I'm kind of glad she died of a broken heart. I'm not GLAD she died, because I would have loved to see them put her in hiding so there would be that "open door" in the plot for people to create stories of a reunion of her and her children set after the sixth movie, or something like that.
Zane thought it was appropriate because any other medical issue could have been fixed with their technology, so it had to be a "unexplainable" form of dying in the medical sense. I like it that way because it showed how strong their love was. She died because, in addition to practically being strangled by the person she loved, she probably knew she would never see him again or or she would never be able to bring him back to the Light side, even though she knew there was some good still in him. He turned completely (well, except for the itty bitty bit that later saves Luke) to the dark side because he failed to save her, which he wanted to do because she loved her so much. Honestly, it is a situation to which I can completely relate.

Finally, I was relieved to see Hayden Christansen did not totally suck this time. I'm sorry, I really thought he was a bad actor in the second movie. I think this conflict between good and evil and the chance to look dark and scary really did him some good as an actor, as I didn't find myself cringing whenever he had a "dramatic" moment.

I'd really like to see it again, even though I don't ever re-watch movies in the theater. I definitely give it a "A" :)

Now I don't have any movies on my "must see" list until winter when Harry Potter, Goblet of Frie, and The Lion, The Witch and the Wardrobe. There are some good ones coming out, but nothing I HAVE to see. At least I have HP Book Six too look forward to in July! :)

Sunday, May 15, 2005

I'm never going to be able to have a baby

I don't know what it is - blame it on the start of a post-miscarriage AF that is physically rougher than usual (like the last time), staying up too late, general unsureness about the direction of life and what it holds for me - whatever the reason, I just have this feeling now that I'm never going to have a baby.

I mean it - I'm not being overly dramatic and attention-seeking, I just feel that all my pregnancies are doomed. I feel sure in my heart we'll be pregnant right away, and along with that is the sure feeling we will lose that baby too. Probably even later than the first two. And it will continue again and again because I won't know when to yell "mercy" and give up.

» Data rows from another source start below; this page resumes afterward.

//! TypeScript literal rendering.

/// Renders a number literal.
///
/// Finite values use the shortest decimal that round-trips (`65`, `3.2`).
/// Missing values (`NaN`) and infinities use the global constants TypeScript
/// understands.
pub fn number_literal(value: f64) -> String {
    if value.is_nan() {
        "NaN".to_string()
    } else if value.is_infinite() {
        if value.is_sign_positive() {
            "Infinity".to_string()
        } else {
            "-Infinity".to_string()
        }
    } else {
        format!("{value}")
    }
}

/// Renders a single-quoted string literal.
pub fn string_literal(value: &str) -> String {
    let mut out = String::with_capacity(value.len() + 2);
    out.push('\'');
    for ch in value.chars() {
        match ch {
            '\\' => out.push_str("\\\\"),
            '\'' => out.push_str("\\'"),
            '\n' => out.push_str("\\n"),
            '\r' => out.push_str("\\r"),
            _ => out.push(ch),
        }
    }
    out.push('\'');
    out
}

#[cfg(test)]
mod tests {
    use super::*;

    #[test]
    fn numbers_render_shortest() {
        assert_eq!(number_literal(65.0), "65");
        assert_eq!(number_literal(3.2), "3.2");
        assert_eq!(number_literal(1.03), "1.03");
        assert_eq!(number_literal(0.0), "0");
        assert_eq!(number_literal(-0.25), "-0.25");
    }

    #[test]
    fn non_finite_numbers_use_global_constants() {
        assert_eq!(number_literal(f64::NAN), "NaN");
        assert_eq!(number_literal(f64::INFINITY), "Infinity");
        assert_eq!(number_literal(f64::NEG_INFINITY), "-Infinity");
    }

    #[test]
    fn strings_are_single_quoted() {
        assert_eq!(string_literal("Whole Milk (3.5%)"), "'Whole Milk (3.5%)'");
        assert_eq!(string_literal(""), "''");
    }

    #[test]
    fn strings_escape_quotes_and_backslashes() {
        assert_eq!(string_literal("Mom's Milk"), r"'Mom\'s Milk'");
        assert_eq!(string_literal(r"a\b"), r"'a\\b'");
        assert_eq!(string_literal("a\nb"), r"'a\nb'");
    }
}
//! CSV reading utilities.

mod reader;

pub use reader::{ARTIFACT_COLUMN, RawRow, RawTable, read_table, read_table_from_reader};
//! Data model for the nutrition table generator.
//!
//! Everything downstream of the CSV loader works on these types: the closed
//! [`Field`] set, rows with typed [`Nutrients`], the header [`ColumnMapping`]
//! and the positional [`CategoryLayout`].

pub mod entry;
pub mod error;
pub mod field;
pub mod layout;
pub mod mapping;

pub use entry::{FormulaEntry, Nutrients, SourceRow};
pub use error::{ModelError, Result};
pub use field::{Field, NUMERIC_FIELD_COUNT};
pub use layout::{Band, Category, CategoryLayout};
pub use mapping::ColumnMapping;
//! Numeric cell parsing.

use std::collections::BTreeSet;

/// Tokens read as "no value", matching the defaults of the dataframe tooling
/// the spreadsheet exports are usually checked with.
const DEFAULT_MISSING_VALUES: [&str; 19] = [
    "", "#N/A", "#N/A N/A", "#NA", "-1.#IND", "-1.#QNAN", "-NaN", "-nan", "1.#IND", "1.#QNAN",
    "<NA>", "N/A", "NA", "NULL", "NaN", "None", "n/a", "nan", "null",
];

/// Set of textual missing-value markers.
#[derive(Debug, Clone, PartialEq, Eq)]
pub struct MissingValues {
    tokens: BTreeSet<String>,
}

impl Default for MissingValues {
    fn default() -> Self {
        Self::from_tokens(DEFAULT_MISSING_VALUES)
    }
}

impl MissingValues {
    /// Builds a marker set; tokens are trimmed.
    pub fn from_tokens<I, S>(tokens: I) -> Self
    where
        I: IntoIterator<Item = S>,
        S: AsRef<str>,
    {
        Self {
            tokens: tokens
                .into_iter()
                .map(|token| token.as_ref().trim().to_string())
                .collect(),
        }
    }

    pub fn is_missing(&self, value: &str) -> bool {
        self.tokens.contains(value.trim())
    }

    pub fn len(&self) -> usize {
        self.tokens.len()
    }

    pub fn is_empty(&self) -> bool {
        self.tokens.is_empty()
    }
}

/// Parses a numeric cell.
///
/// Missing-value markers yield `NaN`; anything else must parse as `f64`.
/// Returns `None` for malformed input.
pub fn parse_cell(value: &str, missing: &MissingValues) -> Option<f64> {
    let trimmed = value.trim();
    if missing.is_missing(trimmed) {
        return Some(f64::NAN);
    }
    trimmed.parse::<f64>().ok()
}
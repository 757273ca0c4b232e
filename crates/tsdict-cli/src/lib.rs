//! Library components of the `tsdict` generator CLI.

pub mod config;
pub mod logging;
pub mod pipeline;
pub mod types;
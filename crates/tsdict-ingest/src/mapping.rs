//! Header-to-field mapping of loaded rows.

use tracing::{debug, trace};

use tsdict_model::{ColumnMapping, Field, Nutrients, SourceRow};

use crate::csv::RawTable;
use crate::error::{IngestError, Result};
use crate::numeric::{MissingValues, parse_cell};

/// A mapped field resolved to its column position.
#[derive(Debug, Clone, Copy)]
struct ResolvedColumn<'a> {
    header: &'a str,
    field: Field,
    index: usize,
}

/// Converts the loaded table into typed rows.
///
/// Every header named by `mapping` must be present. Columns the mapping does
/// not name are never read.
pub fn map_rows(
    table: &RawTable,
    mapping: &ColumnMapping,
    missing: &MissingValues,
) -> Result<Vec<SourceRow>> {
    let columns = resolve_columns(table, mapping)?;
    for header in &table.headers {
        if mapping.field_for(header).is_none() {
            debug!(column = %header, "ignoring unmapped column");
        }
    }
    let name_index = columns
        .iter()
        .find(|column| column.field == Field::Name)
        .map(|column| column.index)
        .ok_or_else(|| IngestError::MissingColumn {
            column: Field::Name.ident().to_string(),
            path: table.path.clone(),
        })?;

    let mut rows = Vec::with_capacity(table.height());
    for raw in &table.rows {
        let display_name = raw.cells[name_index].trim();
        if display_name.is_empty() {
            return Err(IngestError::EmptyName {
                path: table.path.clone(),
                line: raw.line,
            });
        }
        let mut nutrients = Nutrients::default();
        for column in columns.iter().filter(|column| column.field.is_numeric()) {
            let cell = &raw.cells[column.index];
            let value = parse_cell(cell, missing).ok_or_else(|| IngestError::InvalidNumber {
                path: table.path.clone(),
                line: raw.line,
                column: column.header.to_string(),
                value: cell.clone(),
            })?;
            nutrients.set(column.field, value)?;
        }
        trace!(
            name = %display_name,
            missing = nutrients.missing_count(),
            "mapped row"
        );
        rows.push(SourceRow::new(display_name, nutrients));
    }
    Ok(rows)
}

fn resolve_columns<'a>(
    table: &RawTable,
    mapping: &'a ColumnMapping,
) -> Result<Vec<ResolvedColumn<'a>>> {
    mapping
        .iter()
        .map(|(header, field)| {
            let index = table
                .column_index(header)
                .ok_or_else(|| IngestError::MissingColumn {
                    column: header.to_string(),
                    path: table.path.clone(),
                })?;
            debug!(column = %header, field = %field, index, "mapped column");
            Ok(ResolvedColumn {
                header,
                field,
                index,
            })
        })
        .collect()
}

I'm pretty sure very few people understand this feeling. Those who have never lost a baby will call me a worrywort and spastic, saying I should just "relax" a little. Relax how, exactly? Please explain to me, if you will, how a person who has been pregnant twice and has yet to hold a baby can "relax" and not worry that a third pregnancy won't go the same way as the first two.

And there are so many things that could be the potential cause of miscarriage, from "not your fault" to "omg how did we miss that" that it, quite frankly, blows my mind. Oh, and of course the icing on the cake is that both mathmatically and obstetrically, two does not make a pattern. No, THREE makes a pattern, so I guess really I should hold no hope for myself except that maybe in a few months someone will finally say "Ok Jessica, let's get out the needles and swabs and surgical equipment and test the living daylights out of you" because I will have lost another baby and will now have my pattern. Then I'll experience the joys of driving over an hour one-way in search of an RE that just might be able to help me, but more than likely will get on the same tired train my OB/GYN is on "Well, it isn't your fault, these things just happen and there isn't a whole heck of a lot we can do for you"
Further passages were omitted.